Work order:
Look for the word "FakeShell" in the entries below, then copy every line that has it.

Supplied information:
....
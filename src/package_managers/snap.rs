//! # Snap Adapter
//!
//! Wraps `snap`. `snap list` and `snap find` print a header row followed by
//! whitespace-separated columns; name and version are always the first two.

use colored::Colorize;

use crate::libs::shell::Shell;
use crate::package_managers::{InstallOptions, PackageManager, mutate, query_stdout};
use crate::schemas::command::{CommandSpec, InstallResult, PackageInfo};
use crate::log_debug;

pub struct Snap<'a> {
    shell: &'a dyn Shell,
}

impl<'a> Snap<'a> {
    pub fn new(shell: &'a dyn Shell) -> Self {
        Snap { shell }
    }
}

impl PackageManager for Snap<'_> {
    fn name(&self) -> &str {
        "snap"
    }

    fn is_installed(&self) -> bool {
        self.shell.command_exists("snap")
    }

    fn install(&self, package: &str, options: &InstallOptions) -> InstallResult {
        let mut spec = CommandSpec::sudo("snap").args(["install", package]);
        if options.classic {
            spec = spec.arg("--classic");
        }
        // Snap pins by channel, e.g. `--channel=v4/stable`.
        if let Some(channel) = options.version.as_deref().filter(|v| !v.trim().is_empty()) {
            spec = spec.arg(format!("--channel={channel}"));
        }
        let spec = spec
            .args(options.extra_args.iter().cloned())
            .timeout(options.timeout);
        log_debug!("[Snap] Prepared command: {}", spec.to_string().cyan());
        mutate(self.shell, &spec)
    }

    fn uninstall(&self, package: &str) -> InstallResult {
        mutate(self.shell, &CommandSpec::sudo("snap").args(["remove", package]))
    }

    fn is_package_installed(&self, package: &str) -> bool {
        self.listed(package).is_some()
    }

    fn package_version(&self, package: &str) -> Option<String> {
        self.listed(package)?.version
    }

    fn upgrade(&self, package: Option<&str>) -> InstallResult {
        let spec = CommandSpec::sudo("snap").arg("refresh");
        let spec = match package {
            Some(name) => spec.arg(name),
            None => spec,
        };
        mutate(self.shell, &spec)
    }

    fn search(&self, query: &str) -> Vec<PackageInfo> {
        query_stdout(self.shell, &CommandSpec::new("snap").args(["find", query]))
            .map(|out| parse_rows(&out, 4))
            .unwrap_or_default()
    }

    fn list_installed(&self) -> Vec<PackageInfo> {
        query_stdout(self.shell, &CommandSpec::new("snap").arg("list"))
            .map(|out| parse_rows(&out, usize::MAX))
            .unwrap_or_default()
    }
}

impl Snap<'_> {
    fn listed(&self, package: &str) -> Option<PackageInfo> {
        let out = query_stdout(self.shell, &CommandSpec::new("snap").args(["list", package]))?;
        parse_rows(&out, usize::MAX)
            .into_iter()
            .find(|p| p.name == package)
    }
}

/// Skips the header row; columns from `summary_from` onwards are joined into
/// the description.
fn parse_rows(output: &str, summary_from: usize) -> Vec<PackageInfo> {
    output
        .lines()
        .skip_while(|line| !line.trim_start().starts_with("Name"))
        .skip(1)
        .filter_map(|line| {
            let columns: Vec<&str> = line.split_whitespace().collect();
            let name = columns.first()?;
            let summary = columns.get(summary_from..).map(|rest| rest.join(" "));
            Some(
                PackageInfo::named(name)
                    .with_version(columns.get(1).copied())
                    .with_description(summary.as_deref()),
            )
        })
        .collect()
}

#[cfg(test)]
mod tests {
    use super::*;
    use crate::libs::test_support::FakeShell;

    #[test]
    fn classic_confinement_flag() {
        let shell = FakeShell::new();
        let options = InstallOptions {
            classic: true,
            ..Default::default()
        };
        Snap::new(&shell).install("go", &options);
        assert_eq!(shell.calls(), vec!["sudo snap install go --classic"]);
    }

    #[test]
    fn version_from_snap_list() {
        let shell = FakeShell::new().respond(
            "snap list yq",
            0,
            "Name  Version  Rev   Tracking       Publisher   Notes\nyq    v4.44.6  2634  latest/stable  mikefarah✓  -\n",
        );
        let snap = Snap::new(&shell);
        assert!(snap.is_package_installed("yq"));
        assert_eq!(snap.package_version("yq").as_deref(), Some("v4.44.6"));
    }

    #[test]
    fn find_keeps_summary() {
        let out = "Name  Version  Publisher   Notes  Summary\nyq    v4.44.6  mikefarah✓  -      Command-line YAML processor\n";
        let hits = parse_rows(out, 4);
        assert_eq!(hits[0].description.as_deref(), Some("Command-line YAML processor"));
    }

    #[test]
    fn missing_snap_is_not_installed() {
        let shell = FakeShell::new().respond("snap list", 1, "error: no matching snaps installed");
        assert!(!Snap::new(&shell).is_package_installed("yq"));
    }
}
....
Exercise answer:
    use crate::libs::test_support::FakeShell;
        let shell = FakeShell::new();
        let shell = FakeShell::new().respond(
        let shell = FakeShell::new().respond("snap list", 1, "error: no matching snaps installed");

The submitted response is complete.